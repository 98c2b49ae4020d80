/*!
 * cothread
 * Concurrency and scheduling core: a double-buffered mailbox, a worker
 * pool with completion handles, and cooperative mailbox-driven runners
 */

pub mod context;
pub mod core;
pub mod monitoring;
pub mod pool;
pub mod process;
pub mod scheduler;
pub mod task;

// Re-exports
pub use context::SchedulerContext;
pub use crate::core::errors::{ConfigError, SchedResult, SchedulerError};
pub use crate::core::sync::{DoubleBufferedQueue, NativeThread, QueueWriter, SwapOutcome, ThreadError, ThreadHandle};
pub use crate::core::types::{hash_name, CapabilityMask, ErrorCode, NameHash, Priority, StatusCode};
pub use crate::core::{InlineString, Pid, SchedulerConfig};
pub use monitoring::init_tracing;
pub use pool::{PoolState, PoolStatsSnapshot, WorkerPool};
pub use process::{Process, ProcessEntry, ProcessStatus, ProcessStep};
pub use scheduler::{
    ControlMessage, ProcessManager, ProcessRunner, RunnerConfig, RunnerStatsSnapshot,
    RunnerStatus, TaskRunner,
};
pub use task::{Completion, FnTask, Task, TaskFailure, TaskOptions};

Work order — Return only the number of lines above in which the string "core" occurs.

Response to the task — 6